Dataset records Block Start
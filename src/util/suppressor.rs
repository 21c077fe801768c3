//! Temporarily hold back value notifications.

use std::sync::{Arc, Weak};
use std::time::Duration;

use parking_lot::Mutex;

use super::timer::{Timer, TimerTask};
use crate::disposable::Disposable;

pub const DEFAULT_SUPPRESSION_DELAY: Duration = Duration::from_millis(3000);

/// Holds the latest value and notifies a listener with it, except while
/// suppressed.
///
/// [`ValueSuppressor::start_suppression`] suppresses notifications for the
/// configured delay (restarting the delay on each call). When suppression
/// ends the listener receives the latest value, if any. Notifications always
/// go through the timer's dispatcher.
pub struct ValueSuppressor<T> {
    inner: Arc<SuppressorInner<T>>,
}

struct SuppressorInner<T> {
    timer: Timer,
    delay: Duration,
    listener: Arc<dyn Fn(T) + Send + Sync>,
    state: Mutex<SuppressorState<T>>,
}

struct SuppressorState<T> {
    value: Option<T>,
    suppressed: bool,
    expiry: Option<TimerTask>,
    disposed: bool,
}

impl<T: Clone + Send + 'static> ValueSuppressor<T> {
    pub fn new<F>(timer: Timer, delay: Duration, listener: F) -> Self
    where
        F: Fn(T) + Send + Sync + 'static,
    {
        Self {
            inner: Arc::new(SuppressorInner {
                timer,
                delay,
                listener: Arc::new(listener),
                state: Mutex::new(SuppressorState {
                    value: None,
                    suppressed: false,
                    expiry: None,
                    disposed: false,
                }),
            }),
        }
    }

    /// Suppress notifications until the delay expires. Restarts the delay.
    pub fn start_suppression(&self) {
        let weak = Arc::downgrade(&self.inner);
        let expiry = self.inner.timer.after(self.inner.delay, move || {
            if let Some(inner) = weak.upgrade() {
                inner.stop();
            }
        });
        let previous = {
            let mut state = self.inner.state.lock();
            if state.disposed {
                return;
            }
            state.suppressed = true;
            state.expiry.replace(expiry)
        };
        drop(previous);
    }

    /// End suppression now and notify with the latest value, if any.
    pub fn stop_suppression(&self) {
        self.inner.stop();
    }

    /// Record `value`; notify right away unless suppressed.
    pub fn set_value(&self, value: T) {
        let notify = {
            let mut state = self.inner.state.lock();
            if state.disposed {
                return;
            }
            state.value = Some(value);
            !state.suppressed
        };
        if notify {
            self.inner.notify();
        }
    }

    pub fn value(&self) -> Option<T> {
        self.inner.state.lock().value.clone()
    }

    pub fn is_suppressed(&self) -> bool {
        self.inner.state.lock().suppressed
    }
}

impl<T: Clone + Send + 'static> SuppressorInner<T> {
    fn stop(self: &Arc<Self>) {
        let expiry = {
            let mut state = self.state.lock();
            if state.disposed {
                return;
            }
            state.suppressed = false;
            state.expiry.take()
        };
        drop(expiry);
        self.notify();
    }

    fn notify(self: &Arc<Self>) {
        let Some(value) = self.state.lock().value.clone() else {
            return;
        };
        let weak: Weak<Self> = Arc::downgrade(self);
        self.timer.dispatch(move || {
            let Some(inner) = weak.upgrade() else {
                return;
            };
            if inner.state.lock().disposed {
                return;
            }
            (inner.listener)(value);
        });
    }
}

impl<T: Clone + Send + 'static> Disposable for ValueSuppressor<T> {
    fn dispose(&self) {
        let expiry = {
            let mut state = self.inner.state.lock();
            state.disposed = true;
            state.expiry.take()
        };
        drop(expiry);
    }

    fn is_disposed(&self) -> bool {
        self.inner.state.lock().disposed
    }
}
Dataset records Block End
An acceptable answer repeats every entry exactly, with nothing omitted.

filename src/util/suppressor.rs
repository 21c077fe801768c3
//! Temporarily hold back value notifications.

use std::sync::{Arc, Weak};
use std::time::Duration;

use parking_lot::Mutex;

use super::timer::{Timer, TimerTask};
use crate::disposable::Disposable;

pub const DEFAULT_SUPPRESSION_DELAY: Duration = Duration::from_millis(3000);

/// Holds the latest value and notifies a listener with it, except while
/// suppressed.
///
/// [`ValueSuppressor::start_suppression`] suppresses notifications for the
/// configured delay (restarting the delay on each call). When suppression
/// ends the listener receives the latest value, if any. Notifications always
/// go through the timer's dispatcher.
pub struct ValueSuppressor<T> {
    inner: Arc<SuppressorInner<T>>,
}

struct SuppressorInner<T> {
    timer: Timer,
    delay: Duration,
    listener: Arc<dyn Fn(T) + Send + Sync>,
    state: Mutex<SuppressorState<T>>,
}

struct SuppressorState<T> {
    value: Option<T>,
    suppressed: bool,
    expiry: Option<TimerTask>,
    disposed: bool,
}

impl<T: Clone + Send + 'static> ValueSuppressor<T> {
    pub fn new<F>(timer: Timer, delay: Duration, listener: F) -> Self
    where
        F: Fn(T) + Send + Sync + 'static,
    {
        Self {
            inner: Arc::new(SuppressorInner {
                timer,
                delay,
                listener: Arc::new(listener),
                state: Mutex::new(SuppressorState {
                    value: None,
                    suppressed: false,
                    expiry: None,
                    disposed: false,
                }),
            }),
        }
    }

    /// Suppress notifications until the delay expires. Restarts the delay.
    pub fn start_suppression(&self) {
        let weak = Arc::downgrade(&self.inner);
        let expiry = self.inner.timer.after(self.inner.delay, move || {
            if let Some(inner) = weak.upgrade() {
                inner.stop();
            }
        });
        let previous = {
            let mut state = self.inner.state.lock();
            if state.disposed {
                return;
            }
            state.suppressed = true;
            state.expiry.replace(expiry)
        };
        drop(previous);
    }

    /// End suppression now and notify with the latest value, if any.
    pub fn stop_suppression(&self) {
        self.inner.stop();
    }

    /// Record `value`; notify right away unless suppressed.
    pub fn set_value(&self, value: T) {
        let notify = {
            let mut state = self.inner.state.lock();
            if state.disposed {
                return;
            }
            state.value = Some(value);
            !state.suppressed
        };
        if notify {
            self.inner.notify();
        }
    }

    pub fn value(&self) -> Option<T> {
        self.inner.state.lock().value.clone()
    }

    pub fn is_suppressed(&self) -> bool {
        self.inner.state.lock().suppressed
    }
}

impl<T: Clone + Send + 'static> SuppressorInner<T> {
    fn stop(self: &Arc<Self>) {
        let expiry = {
            let mut state = self.state.lock();
            if state.disposed {
                return;
            }
            state.suppressed = false;
            state.expiry.take()
        };
        drop(expiry);
        self.notify();
    }

    fn notify(self: &Arc<Self>) {
        let Some(value) = self.state.lock().value.clone() else {
            return;
        };
        let weak: Weak<Self> = Arc::downgrade(self);
        self.timer.dispatch(move || {
            let Some(inner) = weak.upgrade() else {
                return;
            };
            if inner.state.lock().disposed {
                return;
            }
            (inner.listener)(value);
        });
    }
}

impl<T: Clone + Send + 'static> Disposable for ValueSuppressor<T> {
    fn dispose(&self) {
        let expiry = {
            let mut state = self.inner.state.lock();
            state.disposed = true;
            state.expiry.take()
        };
        drop(expiry);
    }

    fn is_disposed(&self) -> bool {
        self.inner.state.lock().disposed
    }
}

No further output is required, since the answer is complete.